Register Janna K, Fales Andrew M, Wang Hsin-Neng, Norton Stephen J, Cho Eugenia H, Boico Alina, Pradhan Sulolit, Kim Jason, Schroeder Thies, Wisniewski Natalie A, Klitzman Bruce, Vo-Dinh Tuan
Fitzpatrick Institute for Photonics, Departments of Biomedical Engineering and Chemistry, Duke University, 136 Hudson Hall, Box 90281, Durham, NC, 27708, USA.
Medical Center, Duke University, 201 Trent Dr, Durham, NC, 27710, USA.
Anal Bioanal Chem. 2015 Nov;407(27):8215-24. doi: 10.1007/s00216-015-8939-0. Epub 2015 Sep 4.

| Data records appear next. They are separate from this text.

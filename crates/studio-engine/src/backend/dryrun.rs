use std::io::Cursor;

use image::{DynamicImage, ImageFormat, Rgb, RgbImage};
use sha2::{Digest, Sha256};

use super::{BackendResponse, Candidate, ContentPart, GenerationBackend, TransportError};
use crate::client::GenerationRequest;
use crate::outcome::GeneratedImage;

/// Offline backend that answers every request with a solid PNG whose colour
/// is derived from the prompt. Output size follows the requested ratio.
#[derive(Debug, Clone)]
pub struct DryrunBackend {
    long_edge: u32,
}

impl DryrunBackend {
    pub fn new(long_edge: u32) -> Self {
        Self {
            long_edge: long_edge.max(1),
        }
    }
}

impl Default for DryrunBackend {
    fn default() -> Self {
        Self::new(512)
    }
}

impl GenerationBackend for DryrunBackend {
    fn name(&self) -> &str {
        "dryrun"
    }

    fn send(&self, request: &GenerationRequest) -> Result<BackendResponse, TransportError> {
        let (width, height) = request.aspect_ratio().dimensions(self.long_edge);
        let (r, g, b) = color_from_prompt(request.prompt(), request.images().len() as u64);
        let mut image = RgbImage::new(width, height);
        for pixel in image.pixels_mut() {
            *pixel = Rgb([r, g, b]);
        }

        let mut bytes = Vec::new();
        DynamicImage::ImageRgb8(image)
            .write_to(&mut Cursor::new(&mut bytes), ImageFormat::Png)
            .map_err(|err| TransportError::Other(format!("dryrun encode failed: {err}")))?;

        Ok(BackendResponse {
            block_reason: None,
            candidate: Some(Candidate {
                finish_reason: Some("STOP".to_string()),
                parts: vec![ContentPart::Image(GeneratedImage {
                    bytes,
                    mime_type: "image/png".to_string(),
                })],
            }),
        })
    }
}

fn color_from_prompt(prompt: &str, seed: u64) -> (u8, u8, u8) {
    let mut hasher = Sha256::new();
    hasher.update(prompt.as_bytes());
    hasher.update(seed.to_be_bytes());
    let digest = hasher.finalize();
    (digest[0], digest[1], digest[2])
}

#[cfg(test)]
mod tests {
    use studio_contracts::AspectRatio;

    use super::{color_from_prompt, DryrunBackend};
    use crate::backend::{ContentPart, GenerationBackend};
    use crate::client::tests::fake_normalized;
    use crate::client::GenerationRequest;

    #[test]
    fn dryrun_image_matches_requested_ratio() -> anyhow::Result<()> {
        let backend = DryrunBackend::new(320);
        let request =
            GenerationRequest::single(fake_normalized(900, 1600), "noir", AspectRatio::Auto);
        let response = backend.send(&request)?;
        let candidate = response.candidate.unwrap_or_default();
        let Some(ContentPart::Image(image)) = candidate.parts.first() else {
            panic!("dryrun should return an image part");
        };
        let decoded = image::load_from_memory(&image.bytes)?;
        assert_eq!((decoded.width(), decoded.height()), (180, 320));
        Ok(())
    }

    #[test]
    fn colour_is_stable_per_prompt() {
        assert_eq!(color_from_prompt("a", 1), color_from_prompt("a", 1));
        assert_ne!(color_from_prompt("a", 1), color_from_prompt("b", 1));
    }
}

Surface-enhanced Raman scattering (SERS)-active plasmonic nanomaterials have become a promising agent for molecular imaging and multiplex detection. Among the wide variety of plasmonics-active nanoparticles, gold nanostars offer unique plasmon properties that efficiently induce strong SERS signals. Furthermore, nanostars, with their small core size and multiple long thin branches, exhibit high absorption cross sections that are tunable in the near-infrared region of the tissue optical window, rendering them efficient for in vivo spectroscopic detection. This study investigated the use of SERS-encoded gold nanostars for in vivo detection. Ex vivo measurements were performed using human skin grafts to investigate the detection of SERS-encoded nanostars through tissue. We also integrated gold nanostars into a biocompatible scaffold to aid in performing in vivo spectroscopic analyses. In this study, for the first time, we demonstrate in vivo SERS detection of gold nanostars using small animal (rat) as well as large animal (pig) models. The results of this study establish the usefulness and potential of SERS-encoded gold nanostars for future use in long-term in vivo analyte sensing.
表面增强拉曼散射(SERS)活性等离子体纳米材料已成为分子成像和多重检测的一种有前景的试剂。在各种各样的等离子体活性纳米颗粒中,金纳米星具有独特的等离子体特性,能够有效地诱导出强烈的SERS信号。此外,纳米星具有小的核心尺寸和多个细长的分支,表现出高吸收截面,且在组织光学窗口的近红外区域是可调谐的,这使得它们在体内光谱检测中效率很高。本研究调查了SERS编码的金纳米星在体内检测中的应用。使用人类皮肤移植进行了体外测量,以研究通过组织对SERS编码的纳米星的检测。我们还将金纳米星整合到生物相容性支架中,以辅助进行体内光谱分析。在本研究中,我们首次使用小动物(大鼠)和大动物(猪)模型证明了金纳米星的体内SERS检测。本研究结果确立了SERS编码的金纳米星在未来长期体内分析物传感中的实用性和潜力。